Clearing Up the Mystery of Water Weight and Weight Loss
People who are dieting often hear the phrase “water weight,” especially during the first few weeks of their weight loss effort. Yet what is the relationship between water weight and weight loss and how can you use that knowledge to help you drop excess pounds?
You are probably familiar with the ads proclaiming that you can lose 5, 10, or even more pounds during the first week to 10 days of a new diet. However, the fact is that regardless of which fad diet or weight loss program they are hawking, it’s common for people to lose a significant number of pounds during those early days of changing eating habits because the body is eliminating the excess water it has been hoarding.
That is, the 7 pounds you dropped during the first 10 days of your new diet was probably mostly water weight. Here’s why.
How water weight and weight loss works
Approximately 50 to 60 percent of your total body weight is comprised of water. The amount of water your cells and tissues retain varies depending on the foods you eat.
It’s well known that salt in the diet causes your cells to absorb water, but did you know sugar does the same thing? When you consume a lot of sugar, your insulin levels rise, which makes your body hold onto sodium.
Similarly, when you indulge in foods high in carbohydrates and you don’t burn those extra grams, your body stores three grams of water for every carb gram you retain as glycogen for energy use.
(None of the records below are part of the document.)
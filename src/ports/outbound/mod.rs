/// Outbound ports (Driven ports) - Infrastructure interfaces
///
/// These ports define the interfaces that the application core uses
/// to interact with external systems (marketplaces, analysis engines,
/// storage, console, etc.).
pub mod analysis_engine;
pub mod analytics_repository;
pub mod output_presenter;
pub mod product_repository;
pub mod progress_reporter;
pub mod report_formatter;
pub mod review_repository;
pub mod review_source;

pub use analysis_engine::AnalysisEngine;
pub use analytics_repository::{AnalyticsRepository, DashboardSnapshot, PlatformCount};
pub use output_presenter::OutputPresenter;
pub use product_repository::ProductRepository;
pub use progress_reporter::ProgressReporter;
pub use report_formatter::ReportFormatter;
pub use review_repository::ReviewRepository;
pub use review_source::{ReviewSource, ReviewSubject};
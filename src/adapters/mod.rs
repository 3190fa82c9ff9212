/// Adapters layer - Infrastructure implementations
///
/// This layer contains concrete implementations of the ports: the REST
/// API that drives the application and the marketplace, engine, storage
/// and console integrations it drives in turn.
pub mod inbound;
pub mod outbound;
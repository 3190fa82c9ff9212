//! SQLite-backed storage
//!
//! A single store implements the `ProductRepository`, `ReviewRepository`
//! and `AnalyticsRepository` ports on top of one connection pool.

mod schema;
mod store;

pub use store::SqliteStore;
When you begin a diet and significantly reduce the amount of calories you consume, you burn up the calories you do eat, after which your body taps into your glycogen supply. The water that is bound to the glycogen is released, and you lose water weight.
According to Ashvini Mashru, RD, who wrote Small Steps to Slim, the first few pounds you lose when you begin a diet can be as much as eight pounds. When you rehydrate your body, you will likely notice a small uptick in weight, but “your body is just adjusting to your healthier eating habits,” she explains.
That initial loss of water weight can be encouraging for dieters but then turn to discouragement once the real battle—losing fat—begins. That’s because the body’s metabolism is set on survival mode, so first it burns carbs (sugars and starches), then muscle, and then fat.
If you want to keep your water weight in balance and help your weight loss efforts, follow these six tips:
- Avoid sugar and salt as much as possible. If you focus on fresh, natural foods rather than refined or processed foods, you will find this tip to be easy
- Avoid drastic reductions in calorie intake because it can elevate your cortisol levels, which in turn increases your body’s tendency to retain water
- Limit alcohol intake, as it can cause dehydration, which in turn prompts the body to retain water
- Drink water throughout the day. If you don’t consume enough water (8-10 glasses), your body will go into survival mode and retain water to ensure your cells continue to function optimally. In addition, water is necessary to flush excess sodium and fluid from your body
- Include foods rich in potassium in your diet (e.g., dark leafy greens, dried fruits, bananas, white and kidney beans, avocados) because they help with fluid balance
- Exercise 4 to 6 days a week to help reduce water retention
Menstruation is associated with water retention, but following the above tips can help keep it in check.
If you are a dieter who weighs herself every day, be aware that if you notice a gain or loss of a half pound or slightly more between one day to the next, it is likely water weight. A gain can be lost by reducing your salt and sugar intake and drinking more water.